Russ Gardens closed not long after I.C.C. died in 1857, giving way to more celebrated spots, like Woodward Gardens. Russ Street still runs for a few blocks nearby, but not many other concrete traces remain. I sometimes stroll down that namesake backstreet to Victoria Manola Draves Park, which the family donated to the city when their South of Market property was broken up. They called it Columbia Square back then, but its current name—honoring a local champ, the beautiful half-Filipina diver who won gold at the 1948 Olympics—is way more cool, and more fitting for a hood that Filipinos heavily settled in the early 20th century.

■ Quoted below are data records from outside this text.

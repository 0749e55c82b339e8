//! Consumer-side reconstruction of comment reply threads.

use super::Comment;
use std::collections::HashMap;

/// Index over a flat comment list keyed by comment identifier.
///
/// The assemblers never materialize a tree. Consumers that need one borrow
/// the flat list and walk it through this index; list order is kept within
/// every group.
#[derive(Debug, Clone)]
pub struct CommentThreads<'a> {
    comments: &'a [Comment],
    by_guid: HashMap<&'a str, &'a Comment>,
    replies: HashMap<&'a str, Vec<&'a Comment>>,
}

impl<'a> CommentThreads<'a> {
    /// Indexes the given comments.
    #[must_use]
    pub fn new(comments: &'a [Comment]) -> Self {
        let mut by_guid = HashMap::with_capacity(comments.len());
        let mut replies: HashMap<&'a str, Vec<&'a Comment>> = HashMap::new();
        for comment in comments {
            by_guid.insert(comment.comment_guid.as_str(), comment);
            if comment.is_reply() {
                replies
                    .entry(comment.parent_comment_guid.as_str())
                    .or_default()
                    .push(comment);
            }
        }
        Self {
            comments,
            by_guid,
            replies,
        }
    }

    /// Looks up a comment by identifier.
    #[must_use]
    pub fn get(&self, guid: &str) -> Option<&'a Comment> {
        self.by_guid.get(guid).copied()
    }

    /// Returns the direct replies to a comment.
    #[must_use]
    pub fn replies_to(&self, guid: &str) -> &[&'a Comment] {
        self.replies
            .get(guid)
            .map(Vec::as_slice)
            .unwrap_or_default()
    }

    /// Returns thread starters: top-level comments, and replies whose parent
    /// is not part of the list (e.g. unpublished or deleted).
    #[must_use]
    pub fn roots(&self) -> Vec<&'a Comment> {
        self.comments
            .iter()
            .filter(|comment| {
                !comment.is_reply()
                    || !self
                        .by_guid
                        .contains_key(comment.parent_comment_guid.as_str())
            })
            .collect()
    }
}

My favorite trace of the Gardens is a modern work of collage—an artform that, by the way, has inspired my own dense, sampledelic approach toward writing, history, religion—even reality. Wilfried Sätty was a German artist who moved to North Beach in the days of Beats and hippies. He constructed a cabinet of curiosities out of thrift store finds and magical street junk in his bohemian studio apartment, which he cheekily named “The North Beach U-Boat.” Practicing an explicitly alchemical art of juxtaposition and assemblage, Sätty produced psychedelic rock posters along with hundreds of dark, esoteric, and visionary collages, some of which were later used to illustrate Terence McKenna’s book The Archaic Revival. (A Sätty also illustrates the final chapter of my book High Weirdness.)
Sätty was into San Francisco history, and his extraordinary late work on that theme was gathered after his untimely death into the book Visions of Frisco: An Imaginative Depiction of San Francisco During the Gold Rush & The Barbary Coast Era. The image below celebrates Russ Gardens, and includes, in the center-left, part of an illustration of the actual place lifted from The Annals of San Francisco. That same publication, from 1853, also offered a numinous description of one celebration at the Gardens, a day when the weather was sweet, and the grounds “seemed beautiful beyond all expression of praise from the full heart that could only enjoy, while it knew not and cared not why.” That’s the kind of divine joy that sometimes sublimes even the most primitive of entertainments. It can transform swamp into heaven, beer into ambrosia, burghers into Bons Hommes. I have never seen an image of I.C.C., and the nose is all wrong, but this jovial fellow more than covers the absence.